● WHAT IS EXPECTED
In the records below, some lines hold the word "usize". Copy each of those lines.

----- RECORDS TO USE -----

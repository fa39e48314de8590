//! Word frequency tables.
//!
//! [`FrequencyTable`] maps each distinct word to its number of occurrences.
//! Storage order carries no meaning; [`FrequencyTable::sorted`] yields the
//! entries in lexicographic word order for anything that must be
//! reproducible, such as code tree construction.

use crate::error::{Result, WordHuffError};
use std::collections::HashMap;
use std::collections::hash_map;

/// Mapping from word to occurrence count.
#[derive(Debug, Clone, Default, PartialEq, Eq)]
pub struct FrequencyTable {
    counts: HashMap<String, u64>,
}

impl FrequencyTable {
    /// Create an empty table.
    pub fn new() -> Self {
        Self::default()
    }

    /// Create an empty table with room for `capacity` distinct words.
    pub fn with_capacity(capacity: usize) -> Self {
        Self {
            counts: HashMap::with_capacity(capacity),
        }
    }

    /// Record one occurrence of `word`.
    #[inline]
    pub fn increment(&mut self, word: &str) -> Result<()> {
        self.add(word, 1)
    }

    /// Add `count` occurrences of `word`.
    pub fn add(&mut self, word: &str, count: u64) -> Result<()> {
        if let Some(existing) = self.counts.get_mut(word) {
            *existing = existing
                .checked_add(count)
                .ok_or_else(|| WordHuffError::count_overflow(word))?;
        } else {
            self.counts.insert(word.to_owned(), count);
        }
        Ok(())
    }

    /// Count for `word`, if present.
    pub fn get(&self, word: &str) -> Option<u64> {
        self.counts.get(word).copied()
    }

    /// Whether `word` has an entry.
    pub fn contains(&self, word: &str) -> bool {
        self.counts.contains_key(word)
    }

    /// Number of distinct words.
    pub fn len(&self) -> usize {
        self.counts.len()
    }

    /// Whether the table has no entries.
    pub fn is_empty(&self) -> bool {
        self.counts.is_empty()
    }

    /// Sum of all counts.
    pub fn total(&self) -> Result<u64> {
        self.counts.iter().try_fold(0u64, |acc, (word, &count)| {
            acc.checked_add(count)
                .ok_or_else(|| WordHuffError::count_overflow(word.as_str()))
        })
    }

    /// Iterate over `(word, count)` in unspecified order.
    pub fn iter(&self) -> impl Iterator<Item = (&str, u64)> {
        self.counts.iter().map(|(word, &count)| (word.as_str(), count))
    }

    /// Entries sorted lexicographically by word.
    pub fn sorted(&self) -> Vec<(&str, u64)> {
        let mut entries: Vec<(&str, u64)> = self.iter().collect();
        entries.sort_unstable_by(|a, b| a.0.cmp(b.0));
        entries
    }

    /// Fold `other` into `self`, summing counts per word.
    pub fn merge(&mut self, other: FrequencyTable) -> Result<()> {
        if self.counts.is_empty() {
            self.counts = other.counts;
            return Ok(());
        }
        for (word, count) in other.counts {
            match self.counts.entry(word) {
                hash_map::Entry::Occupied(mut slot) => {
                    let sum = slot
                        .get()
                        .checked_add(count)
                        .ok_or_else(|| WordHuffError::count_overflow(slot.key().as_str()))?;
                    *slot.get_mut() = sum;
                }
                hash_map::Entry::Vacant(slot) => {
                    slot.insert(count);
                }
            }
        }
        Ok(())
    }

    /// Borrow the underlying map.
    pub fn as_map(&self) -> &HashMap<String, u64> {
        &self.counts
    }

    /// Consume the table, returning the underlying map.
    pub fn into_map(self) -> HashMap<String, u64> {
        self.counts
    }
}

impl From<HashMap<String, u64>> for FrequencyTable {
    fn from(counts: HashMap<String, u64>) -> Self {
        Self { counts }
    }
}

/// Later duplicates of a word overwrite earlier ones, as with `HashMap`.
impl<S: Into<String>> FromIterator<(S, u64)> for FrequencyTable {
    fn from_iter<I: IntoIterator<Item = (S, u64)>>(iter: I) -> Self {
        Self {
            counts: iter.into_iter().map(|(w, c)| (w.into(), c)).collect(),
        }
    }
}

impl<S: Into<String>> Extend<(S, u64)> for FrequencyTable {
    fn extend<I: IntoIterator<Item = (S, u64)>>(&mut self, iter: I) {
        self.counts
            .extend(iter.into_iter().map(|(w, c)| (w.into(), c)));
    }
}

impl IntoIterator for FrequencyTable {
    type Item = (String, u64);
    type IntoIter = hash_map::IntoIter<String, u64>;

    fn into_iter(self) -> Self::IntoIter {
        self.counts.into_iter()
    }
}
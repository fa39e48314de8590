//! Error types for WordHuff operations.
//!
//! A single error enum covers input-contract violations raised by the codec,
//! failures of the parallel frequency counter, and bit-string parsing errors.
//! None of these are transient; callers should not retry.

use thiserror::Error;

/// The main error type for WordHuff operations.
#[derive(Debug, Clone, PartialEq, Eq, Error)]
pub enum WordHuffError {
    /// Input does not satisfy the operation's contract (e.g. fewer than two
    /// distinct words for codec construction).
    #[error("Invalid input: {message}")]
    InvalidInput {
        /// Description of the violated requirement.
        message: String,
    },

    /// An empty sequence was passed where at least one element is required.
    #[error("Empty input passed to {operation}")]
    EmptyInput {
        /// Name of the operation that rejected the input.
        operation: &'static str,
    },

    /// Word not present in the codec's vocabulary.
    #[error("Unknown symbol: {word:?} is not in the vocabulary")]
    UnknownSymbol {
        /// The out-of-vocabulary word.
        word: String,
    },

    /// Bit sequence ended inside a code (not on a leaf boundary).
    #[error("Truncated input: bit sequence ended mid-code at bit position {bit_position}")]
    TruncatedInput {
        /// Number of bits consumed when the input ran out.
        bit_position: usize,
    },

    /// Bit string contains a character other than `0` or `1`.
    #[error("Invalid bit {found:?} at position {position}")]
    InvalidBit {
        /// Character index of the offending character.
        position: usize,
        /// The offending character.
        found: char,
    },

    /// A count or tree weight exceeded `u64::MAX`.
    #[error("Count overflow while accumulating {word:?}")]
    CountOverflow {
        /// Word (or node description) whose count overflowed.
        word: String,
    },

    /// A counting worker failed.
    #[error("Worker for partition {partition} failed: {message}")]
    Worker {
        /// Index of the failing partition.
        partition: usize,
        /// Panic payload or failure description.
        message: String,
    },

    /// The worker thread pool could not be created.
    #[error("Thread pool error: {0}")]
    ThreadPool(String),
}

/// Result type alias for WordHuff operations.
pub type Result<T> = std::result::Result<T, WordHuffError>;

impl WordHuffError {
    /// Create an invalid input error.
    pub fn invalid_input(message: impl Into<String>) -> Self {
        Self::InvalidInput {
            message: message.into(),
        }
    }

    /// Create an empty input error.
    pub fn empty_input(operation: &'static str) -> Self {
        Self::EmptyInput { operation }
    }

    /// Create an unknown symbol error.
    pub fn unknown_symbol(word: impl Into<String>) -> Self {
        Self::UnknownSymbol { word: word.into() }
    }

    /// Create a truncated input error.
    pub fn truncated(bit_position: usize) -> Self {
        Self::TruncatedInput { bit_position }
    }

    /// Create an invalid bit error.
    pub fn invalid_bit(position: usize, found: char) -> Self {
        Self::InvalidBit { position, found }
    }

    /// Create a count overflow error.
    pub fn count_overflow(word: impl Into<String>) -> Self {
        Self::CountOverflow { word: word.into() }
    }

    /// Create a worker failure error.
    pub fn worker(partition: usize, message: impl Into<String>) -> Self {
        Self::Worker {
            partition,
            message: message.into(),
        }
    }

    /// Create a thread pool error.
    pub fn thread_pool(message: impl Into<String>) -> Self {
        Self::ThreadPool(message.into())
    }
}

-----
----- RECORDS TO USE -----

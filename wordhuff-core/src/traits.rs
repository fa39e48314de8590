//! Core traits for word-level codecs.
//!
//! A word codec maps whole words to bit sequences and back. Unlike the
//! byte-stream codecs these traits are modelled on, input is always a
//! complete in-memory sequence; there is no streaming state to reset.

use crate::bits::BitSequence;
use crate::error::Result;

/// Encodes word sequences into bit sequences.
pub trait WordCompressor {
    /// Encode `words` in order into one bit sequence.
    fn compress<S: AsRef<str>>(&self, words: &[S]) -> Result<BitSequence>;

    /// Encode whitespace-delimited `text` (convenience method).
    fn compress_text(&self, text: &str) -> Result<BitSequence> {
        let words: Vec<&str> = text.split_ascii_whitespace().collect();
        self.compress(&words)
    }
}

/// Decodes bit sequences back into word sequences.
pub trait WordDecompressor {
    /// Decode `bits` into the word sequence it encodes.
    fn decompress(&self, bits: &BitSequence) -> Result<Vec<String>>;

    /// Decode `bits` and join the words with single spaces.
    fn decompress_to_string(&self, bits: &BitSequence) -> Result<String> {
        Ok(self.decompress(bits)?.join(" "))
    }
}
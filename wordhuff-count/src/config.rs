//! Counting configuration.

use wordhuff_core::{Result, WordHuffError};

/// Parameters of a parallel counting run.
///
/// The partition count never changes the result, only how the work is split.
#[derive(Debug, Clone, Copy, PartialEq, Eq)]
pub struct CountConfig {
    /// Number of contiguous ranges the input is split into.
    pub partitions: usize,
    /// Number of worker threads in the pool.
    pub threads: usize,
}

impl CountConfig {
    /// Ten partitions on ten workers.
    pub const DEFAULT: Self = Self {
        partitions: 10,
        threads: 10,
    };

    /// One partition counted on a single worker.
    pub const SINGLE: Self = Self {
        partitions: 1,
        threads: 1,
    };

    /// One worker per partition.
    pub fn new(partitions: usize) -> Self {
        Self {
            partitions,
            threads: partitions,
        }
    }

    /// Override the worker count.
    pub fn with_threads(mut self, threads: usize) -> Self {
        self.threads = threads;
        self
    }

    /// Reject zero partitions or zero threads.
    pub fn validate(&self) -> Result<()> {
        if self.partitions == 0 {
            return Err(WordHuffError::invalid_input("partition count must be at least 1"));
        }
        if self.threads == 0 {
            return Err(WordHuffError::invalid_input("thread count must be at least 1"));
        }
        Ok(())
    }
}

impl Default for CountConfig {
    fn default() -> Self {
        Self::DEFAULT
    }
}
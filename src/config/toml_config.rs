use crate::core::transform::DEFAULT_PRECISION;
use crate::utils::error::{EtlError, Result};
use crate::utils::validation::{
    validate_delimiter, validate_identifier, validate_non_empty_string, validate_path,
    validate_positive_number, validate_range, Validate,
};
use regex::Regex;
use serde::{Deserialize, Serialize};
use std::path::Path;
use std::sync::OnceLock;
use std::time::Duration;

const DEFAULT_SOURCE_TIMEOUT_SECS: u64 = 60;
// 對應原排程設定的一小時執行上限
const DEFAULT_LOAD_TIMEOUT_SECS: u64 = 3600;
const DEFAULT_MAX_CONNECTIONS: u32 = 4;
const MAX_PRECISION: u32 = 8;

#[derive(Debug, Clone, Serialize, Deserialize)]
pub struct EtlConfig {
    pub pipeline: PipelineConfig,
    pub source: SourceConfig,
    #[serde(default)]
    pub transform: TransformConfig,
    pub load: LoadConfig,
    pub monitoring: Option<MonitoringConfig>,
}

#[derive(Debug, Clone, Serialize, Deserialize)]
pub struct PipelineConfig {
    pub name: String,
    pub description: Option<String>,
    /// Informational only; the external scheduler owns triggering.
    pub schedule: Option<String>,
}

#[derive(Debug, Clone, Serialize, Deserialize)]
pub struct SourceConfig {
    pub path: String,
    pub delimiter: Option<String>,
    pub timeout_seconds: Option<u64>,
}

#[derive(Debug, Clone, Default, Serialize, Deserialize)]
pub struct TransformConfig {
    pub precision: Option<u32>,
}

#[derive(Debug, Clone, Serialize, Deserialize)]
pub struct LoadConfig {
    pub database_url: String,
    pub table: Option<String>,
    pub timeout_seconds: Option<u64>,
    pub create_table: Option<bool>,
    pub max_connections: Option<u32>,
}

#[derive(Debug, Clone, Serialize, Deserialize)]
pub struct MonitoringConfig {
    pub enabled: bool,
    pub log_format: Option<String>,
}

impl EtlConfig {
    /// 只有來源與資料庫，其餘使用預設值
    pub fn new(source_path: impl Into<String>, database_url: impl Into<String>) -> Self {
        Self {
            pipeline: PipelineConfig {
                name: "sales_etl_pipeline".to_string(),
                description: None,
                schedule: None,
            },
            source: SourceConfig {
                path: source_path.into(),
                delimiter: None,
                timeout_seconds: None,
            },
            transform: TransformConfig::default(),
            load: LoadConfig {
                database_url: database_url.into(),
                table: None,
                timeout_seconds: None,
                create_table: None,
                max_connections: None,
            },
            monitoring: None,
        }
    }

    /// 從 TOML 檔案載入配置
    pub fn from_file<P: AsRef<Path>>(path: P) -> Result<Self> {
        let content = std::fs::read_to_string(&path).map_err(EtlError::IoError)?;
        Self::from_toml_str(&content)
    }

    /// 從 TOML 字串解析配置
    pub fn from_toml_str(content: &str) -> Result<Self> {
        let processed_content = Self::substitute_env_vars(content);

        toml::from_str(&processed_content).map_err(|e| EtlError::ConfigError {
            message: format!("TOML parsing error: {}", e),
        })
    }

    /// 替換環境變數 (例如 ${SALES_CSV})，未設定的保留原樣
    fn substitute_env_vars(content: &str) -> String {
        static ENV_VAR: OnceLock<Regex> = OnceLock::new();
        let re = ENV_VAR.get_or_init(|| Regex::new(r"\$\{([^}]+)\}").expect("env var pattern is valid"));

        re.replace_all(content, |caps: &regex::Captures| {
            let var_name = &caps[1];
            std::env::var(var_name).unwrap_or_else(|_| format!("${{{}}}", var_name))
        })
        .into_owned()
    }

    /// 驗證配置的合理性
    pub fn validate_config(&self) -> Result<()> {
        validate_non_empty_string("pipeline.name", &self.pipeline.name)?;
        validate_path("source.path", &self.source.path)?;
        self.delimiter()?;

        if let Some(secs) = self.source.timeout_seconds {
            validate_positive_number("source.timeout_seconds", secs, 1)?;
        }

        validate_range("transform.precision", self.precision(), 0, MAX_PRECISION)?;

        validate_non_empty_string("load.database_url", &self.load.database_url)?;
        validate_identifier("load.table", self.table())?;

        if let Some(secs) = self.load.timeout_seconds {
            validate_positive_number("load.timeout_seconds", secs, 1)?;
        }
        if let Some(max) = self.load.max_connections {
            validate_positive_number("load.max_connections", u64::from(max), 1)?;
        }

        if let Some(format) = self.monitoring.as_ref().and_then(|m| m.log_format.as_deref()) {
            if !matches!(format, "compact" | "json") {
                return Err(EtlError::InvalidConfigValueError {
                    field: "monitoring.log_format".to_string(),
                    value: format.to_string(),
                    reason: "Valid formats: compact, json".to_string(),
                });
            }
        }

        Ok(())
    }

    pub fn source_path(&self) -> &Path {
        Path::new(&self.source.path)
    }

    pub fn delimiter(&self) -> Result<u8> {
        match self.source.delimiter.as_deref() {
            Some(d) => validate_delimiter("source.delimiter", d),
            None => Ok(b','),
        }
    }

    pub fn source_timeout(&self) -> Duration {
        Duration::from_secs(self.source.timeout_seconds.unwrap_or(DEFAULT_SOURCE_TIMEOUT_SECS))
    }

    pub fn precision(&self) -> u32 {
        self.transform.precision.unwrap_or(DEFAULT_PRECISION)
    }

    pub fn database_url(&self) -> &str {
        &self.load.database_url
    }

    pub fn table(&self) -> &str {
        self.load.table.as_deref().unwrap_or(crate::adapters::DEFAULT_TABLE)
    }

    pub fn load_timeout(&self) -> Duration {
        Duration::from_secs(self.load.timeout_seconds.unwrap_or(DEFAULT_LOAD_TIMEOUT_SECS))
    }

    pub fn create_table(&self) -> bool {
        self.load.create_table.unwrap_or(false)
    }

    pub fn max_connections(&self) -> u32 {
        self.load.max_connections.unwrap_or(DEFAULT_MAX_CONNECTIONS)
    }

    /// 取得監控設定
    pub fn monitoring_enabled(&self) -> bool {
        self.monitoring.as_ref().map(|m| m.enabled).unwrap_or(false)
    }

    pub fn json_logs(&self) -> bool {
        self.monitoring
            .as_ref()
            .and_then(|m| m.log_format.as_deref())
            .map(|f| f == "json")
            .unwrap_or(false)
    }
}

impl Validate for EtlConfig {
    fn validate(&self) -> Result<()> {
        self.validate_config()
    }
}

-----

● OUTPUT OF THE TASK
    pub fn with_capacity(capacity: usize) -> Self {
    pub fn len(&self) -> usize {
        bit_position: usize,
        position: usize,
        partition: usize,
    pub fn truncated(bit_position: usize) -> Self {
    pub fn invalid_bit(position: usize, found: char) -> Self {
    pub fn worker(partition: usize, message: impl Into<String>) -> Self {
    pub partitions: usize,
    pub threads: usize,
    pub fn new(partitions: usize) -> Self {
    pub fn with_threads(mut self, threads: usize) -> Self {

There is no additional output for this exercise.